(Stored data)
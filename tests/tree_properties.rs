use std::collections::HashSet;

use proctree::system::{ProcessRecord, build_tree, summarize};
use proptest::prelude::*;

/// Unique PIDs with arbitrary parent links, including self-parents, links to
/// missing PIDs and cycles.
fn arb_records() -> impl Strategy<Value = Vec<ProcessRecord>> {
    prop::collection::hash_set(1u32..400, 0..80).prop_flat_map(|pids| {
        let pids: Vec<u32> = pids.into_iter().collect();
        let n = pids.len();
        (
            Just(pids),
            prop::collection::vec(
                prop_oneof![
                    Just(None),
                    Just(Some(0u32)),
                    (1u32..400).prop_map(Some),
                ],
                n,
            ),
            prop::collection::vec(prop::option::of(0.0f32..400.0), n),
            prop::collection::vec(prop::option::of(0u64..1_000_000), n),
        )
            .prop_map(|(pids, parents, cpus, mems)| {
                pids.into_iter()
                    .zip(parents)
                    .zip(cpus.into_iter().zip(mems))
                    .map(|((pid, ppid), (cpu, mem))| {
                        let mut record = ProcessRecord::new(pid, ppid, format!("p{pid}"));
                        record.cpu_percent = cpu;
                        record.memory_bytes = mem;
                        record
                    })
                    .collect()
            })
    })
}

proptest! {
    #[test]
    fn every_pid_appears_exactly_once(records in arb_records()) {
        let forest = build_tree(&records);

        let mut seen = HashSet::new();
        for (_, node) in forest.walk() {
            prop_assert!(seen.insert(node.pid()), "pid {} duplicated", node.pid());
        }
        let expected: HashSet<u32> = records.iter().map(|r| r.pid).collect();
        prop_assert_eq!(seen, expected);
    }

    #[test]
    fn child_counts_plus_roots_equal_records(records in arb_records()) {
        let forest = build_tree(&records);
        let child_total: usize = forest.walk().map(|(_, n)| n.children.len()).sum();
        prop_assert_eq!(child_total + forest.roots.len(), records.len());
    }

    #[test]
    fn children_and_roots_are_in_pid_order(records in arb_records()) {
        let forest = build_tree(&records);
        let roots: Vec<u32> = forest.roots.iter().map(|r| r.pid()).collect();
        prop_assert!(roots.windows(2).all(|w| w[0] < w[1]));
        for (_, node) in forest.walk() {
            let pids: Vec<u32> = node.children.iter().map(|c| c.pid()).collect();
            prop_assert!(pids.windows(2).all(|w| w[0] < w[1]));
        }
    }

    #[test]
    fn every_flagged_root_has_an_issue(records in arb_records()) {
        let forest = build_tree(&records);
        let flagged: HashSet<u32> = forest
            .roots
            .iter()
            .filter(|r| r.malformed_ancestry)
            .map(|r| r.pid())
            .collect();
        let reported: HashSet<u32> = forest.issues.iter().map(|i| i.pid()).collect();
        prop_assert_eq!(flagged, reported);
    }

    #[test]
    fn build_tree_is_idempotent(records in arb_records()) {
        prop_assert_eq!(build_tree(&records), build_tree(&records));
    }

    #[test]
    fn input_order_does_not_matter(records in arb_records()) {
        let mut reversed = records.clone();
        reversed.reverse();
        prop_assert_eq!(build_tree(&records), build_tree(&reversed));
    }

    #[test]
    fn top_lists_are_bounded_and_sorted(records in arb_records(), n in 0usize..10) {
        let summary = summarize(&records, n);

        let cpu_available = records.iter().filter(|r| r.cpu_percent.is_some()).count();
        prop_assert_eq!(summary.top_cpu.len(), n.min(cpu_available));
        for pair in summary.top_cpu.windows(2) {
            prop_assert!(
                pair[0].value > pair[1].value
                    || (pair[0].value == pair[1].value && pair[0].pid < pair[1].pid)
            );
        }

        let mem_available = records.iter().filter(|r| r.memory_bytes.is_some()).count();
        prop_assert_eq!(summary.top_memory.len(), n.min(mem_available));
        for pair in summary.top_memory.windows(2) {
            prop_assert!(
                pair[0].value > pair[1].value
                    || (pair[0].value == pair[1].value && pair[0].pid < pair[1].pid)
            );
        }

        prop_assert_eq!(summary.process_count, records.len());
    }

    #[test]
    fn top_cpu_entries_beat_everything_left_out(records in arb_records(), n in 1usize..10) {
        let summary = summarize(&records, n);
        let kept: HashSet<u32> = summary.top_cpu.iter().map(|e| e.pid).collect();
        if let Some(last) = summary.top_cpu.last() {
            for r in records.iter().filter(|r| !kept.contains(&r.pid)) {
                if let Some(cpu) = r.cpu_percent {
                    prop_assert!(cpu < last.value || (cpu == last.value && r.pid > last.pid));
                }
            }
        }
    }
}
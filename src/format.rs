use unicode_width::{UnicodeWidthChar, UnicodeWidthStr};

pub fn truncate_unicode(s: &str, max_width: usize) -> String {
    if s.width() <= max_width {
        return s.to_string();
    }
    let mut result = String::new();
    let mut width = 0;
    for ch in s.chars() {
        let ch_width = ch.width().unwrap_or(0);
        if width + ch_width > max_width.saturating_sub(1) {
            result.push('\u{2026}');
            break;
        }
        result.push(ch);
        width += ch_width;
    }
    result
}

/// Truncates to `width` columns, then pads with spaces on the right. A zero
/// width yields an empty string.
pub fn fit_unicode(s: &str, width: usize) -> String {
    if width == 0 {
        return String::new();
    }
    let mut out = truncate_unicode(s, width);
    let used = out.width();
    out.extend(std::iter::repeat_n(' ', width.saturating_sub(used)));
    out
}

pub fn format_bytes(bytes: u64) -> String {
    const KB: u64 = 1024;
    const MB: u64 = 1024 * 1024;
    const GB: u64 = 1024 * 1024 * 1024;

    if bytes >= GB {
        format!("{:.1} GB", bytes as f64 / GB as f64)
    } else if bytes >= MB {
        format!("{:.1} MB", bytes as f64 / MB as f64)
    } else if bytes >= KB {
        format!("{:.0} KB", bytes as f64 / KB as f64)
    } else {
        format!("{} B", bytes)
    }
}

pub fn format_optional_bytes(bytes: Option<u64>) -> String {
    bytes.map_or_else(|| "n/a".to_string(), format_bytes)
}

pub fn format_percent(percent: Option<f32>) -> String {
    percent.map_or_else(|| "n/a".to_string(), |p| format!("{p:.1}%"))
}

### TASK INSTRUCTIONS
Using the data above, show each line where "with" occurs.

### RESPONSE BOX
/// Unique PIDs with arbitrary parent links, including self-parents, links to
/// Truncates to `width` columns, then pads with spaces on the right. A zero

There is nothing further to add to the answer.